The top blue line of the above graph (“STEPS”) depicts the IEA’s most recent projection indicating the rising pathway of global oil production between now and 2030, based on the current plans of Canada and the world’s other oil producing countries. The sharply declining green line (“NZE”) shows the magnitude of the cuts in overall world oil production needed by 2030 to give us a 50-50 chance of being able to limit global heating to less than 1.5°C.

On October 20, 2021, the UN Environmental Programme and the Stockholm Environmental Institute released their Production Gap Report 2021, which confirms the tragic disconnect between the existing plans of the world’s major oil producing countries (including Canada) to continue the expansion of global oil production and the desperate need to start reductions. The purpose of the report is “to quantify the discrepancy between the global levels of fossil fuel production implied by governments’ plans and projections and the levels consistent with the Paris Agreement goals (namely limiting warming to well below 2°C and pursuing efforts to limit the temperature increase to 1.5°C).” The difference is the “production gap”.

The report’s overall conclusion is that “the world’s governments plan to produce more than twice the amount of fossil fuels in 2030 than would be consistent with limiting warming to 1.5°C”. In the specific case of oil production, it states:

Nations are, in aggregate, planning on producing around 40 million barrels per day (Mb/d) more oil than would be consistent with the median 1.5°C pathway in 2030 (with a range of 26-56 Mb/d). This excess is roughly equivalent to half of current global oil production.

— Production Gap Report, October 20, 2021, p. 15-16

In recent years, Canada has ranked as the world 4th largest oil producer, and the 3rd largest oil exporter. We export 80% of our oil production.
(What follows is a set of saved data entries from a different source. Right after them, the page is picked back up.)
//! Assembling the automation command line for a task.

use std::fmt;
use std::path::PathBuf;

use runbook_types::TaskSpec;

use crate::config::EngineConfig;
use crate::inventory::InventoryArtifact;

/// Artifacts prepared for one run.
#[derive(Debug, Clone, Default)]
pub struct PreparedRun {
    pub inventory: Option<InventoryArtifact>,
    pub ssh_key: Option<PathBuf>,
    pub vault_password_file: Option<PathBuf>,
    /// Environment record contents, passed as `--extra-vars`.
    pub extra_vars: Option<serde_json::Value>,
}

/// A fully assembled process invocation.
#[derive(Debug, Clone, PartialEq)]
pub struct CommandSpec {
    pub program: String,
    pub args: Vec<String>,
    pub working_dir: Option<PathBuf>,
    /// Applied in order; later entries win.
    pub env: Vec<(String, String)>,
}

impl CommandSpec {
    pub fn new(program: impl Into<String>) -> Self {
        Self {
            program: program.into(),
            args: Vec::new(),
            working_dir: None,
            env: Vec::new(),
        }
    }

    pub fn arg(mut self, arg: impl Into<String>) -> Self {
        self.args.push(arg.into());
        self
    }

    pub fn args<I, S>(mut self, args: I) -> Self
    where
        I: IntoIterator<Item = S>,
        S: Into<String>,
    {
        self.args.extend(args.into_iter().map(Into::into));
        self
    }

    pub fn current_dir(mut self, dir: impl Into<PathBuf>) -> Self {
        self.working_dir = Some(dir.into());
        self
    }

    pub fn env(mut self, key: impl Into<String>, value: impl Into<String>) -> Self {
        self.env.push((key.into(), value.into()));
        self
    }
}

/// Printable command line with `--extra-vars` contents elided.
impl fmt::Display for CommandSpec {
    fn fmt(&self, f: &mut fmt::Formatter<'_>) -> fmt::Result {
        f.write_str(&self.program)?;
        let mut hide_next = false;
        for arg in &self.args {
            if hide_next {
                f.write_str(" <redacted>")?;
                hide_next = false;
                continue;
            }
            hide_next = arg == EXTRA_VARS_FLAG;
            if arg.is_empty() || arg.contains(char::is_whitespace) {
                write!(f, " '{arg}'")?;
            } else {
                write!(f, " {arg}")?;
            }
        }
        Ok(())
    }
}

const EXTRA_VARS_FLAG: &str = "--extra-vars";

/// Build the invocation for `spec` with its prepared artifacts.
///
/// Argument order: template arguments, inventory, private key, vault
/// password file, extra vars, verbosity/check/diff flags, playbook.
pub fn build_command(config: &EngineConfig, spec: &TaskSpec, prepared: &PreparedRun) -> CommandSpec {
    let mut command = CommandSpec::new(&config.command).args(spec.arguments.iter().cloned());

    if let Some(inventory) = &prepared.inventory {
        command = command.arg("-i").arg(inventory.argument());
    }
    if let Some(key) = &prepared.ssh_key {
        command = command.arg(format!("--private-key={}", key.display()));
    }
    if let Some(vault) = &prepared.vault_password_file {
        command = command.arg(format!("--vault-password-file={}", vault.display()));
    }
    if let Some(vars) = &prepared.extra_vars
        && !is_empty_json(vars)
    {
        command = command.arg(EXTRA_VARS_FLAG).arg(vars.to_string());
    }
    if spec.debug {
        command = command.arg("-vvvv");
    }
    if spec.dry_run {
        command = command.arg("--check");
    }
    if spec.diff {
        command = command.arg("--diff");
    }
    if !spec.playbook.is_empty() {
        command = command.arg(&spec.playbook);
    }

    if let Some(dir) = &spec.working_directory {
        command = command.current_dir(dir);
    }

    command.env.extend(config.env.iter().cloned());
    command.env.extend(spec.env.iter().map(|(k, v)| (k.clone(), v.clone())));
    command
        .env("PYTHONUNBUFFERED", "1")
        .env("ANSIBLE_FORCE_COLOR", "0")
}

fn is_empty_json(value: &serde_json::Value) -> bool {
    match value {
        serde_json::Value::Null => true,
        serde_json::Value::Object(map) => map.is_empty(),
        _ => false,
    }
}

#[cfg(test)]
mod tests {
    use super::*;
    use serde_json::json;

    fn config() -> EngineConfig {
        EngineConfig::new().with_command("ansible-playbook")
    }

    #[test]
    fn test_minimal_command() {
        let spec = TaskSpec::new(1, 1, "site.yml");
        let command = build_command(&config(), &spec, &PreparedRun::default());
        assert_eq!(command.program, "ansible-playbook");
        assert_eq!(command.args, vec!["site.yml"]);
        assert!(command.working_dir.is_none());
    }

    #[test]
    fn test_full_argument_order() {
        let spec = TaskSpec {
            debug: true,
            dry_run: true,
            diff: true,
            ..TaskSpec::new(1, 1, "deploy.yml").with_arguments(["--forks", "5"])
        };
        let prepared = PreparedRun {
            inventory: Some(InventoryArtifact::StaticText {
                path: PathBuf::from("/tmp/runbook/inventory_x"),
            }),
            ssh_key: Some(PathBuf::from("/tmp/runbook/key_x_ssh_1")),
            vault_password_file: Some(PathBuf::from("/tmp/runbook/key_x_vault_2")),
            extra_vars: Some(json!({"release": "1.2"})),
        };

        let command = build_command(&config(), &spec, &prepared);
        assert_eq!(
            command.args,
            vec![
                "--forks",
                "5",
                "-i",
                "/tmp/runbook/inventory_x",
                "--private-key=/tmp/runbook/key_x_ssh_1",
                "--vault-password-file=/tmp/runbook/key_x_vault_2",
                "--extra-vars",
                r#"{"release":"1.2"}"#,
                "-vvvv",
                "--check",
                "--diff",
                "deploy.yml",
            ]
        );
    }

    #[test]
    fn test_empty_extra_vars_omitted() {
        let prepared = PreparedRun {
            extra_vars: Some(json!({})),
            ..Default::default()
        };
        let command = build_command(&config(), &TaskSpec::new(1, 1, "a.yml"), &prepared);
        assert!(!command.args.iter().any(|a| a == "--extra-vars"));
    }

    #[test]
    fn test_environment_order() {
        let config = config().with_env("ANSIBLE_HOST_KEY_CHECKING", "False");
        let spec = TaskSpec::new(1, 1, "a.yml").with_env("DEPLOY_ENV", "staging");
        let command = build_command(&config, &spec, &PreparedRun::default());

        let keys: Vec<_> = command.env.iter().map(|(k, _)| k.as_str()).collect();
        assert_eq!(
            keys,
            vec![
                "ANSIBLE_HOST_KEY_CHECKING",
                "DEPLOY_ENV",
                "PYTHONUNBUFFERED",
                "ANSIBLE_FORCE_COLOR"
            ]
        );
    }

    #[test]
    fn test_display_redacts_extra_vars() {
        let prepared = PreparedRun {
            extra_vars: Some(json!({"db_password": "s3cret"})),
            ..Default::default()
        };
        let command = build_command(&config(), &TaskSpec::new(1, 1, "a.yml"), &prepared);
        let shown = command.to_string();
        assert!(!shown.contains("s3cret"));
        assert_eq!(shown, "ansible-playbook --extra-vars <redacted> a.yml");
    }

    #[test]
    fn test_display_quotes_whitespace() {
        let command = CommandSpec::new("sh").arg("-c").arg("echo hi");
        assert_eq!(command.to_string(), "sh -c 'echo hi'");
    }
}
This paper, addressed to the Member of Parliament for Vancouver Quadra (where I have lived for 35 years), takes a close look at Canada’s promised climate policies and explains why any honest plan that is truly aligned with meeting our Paris Agreement commitment of limiting global temperature rise to 1.5°C above pre-industrial levels must incorporate a plan to substantially reduce Canada’s oil production level by 2030  and achieve deeper reductions by 2040 in the order of 50% below the 2019 level.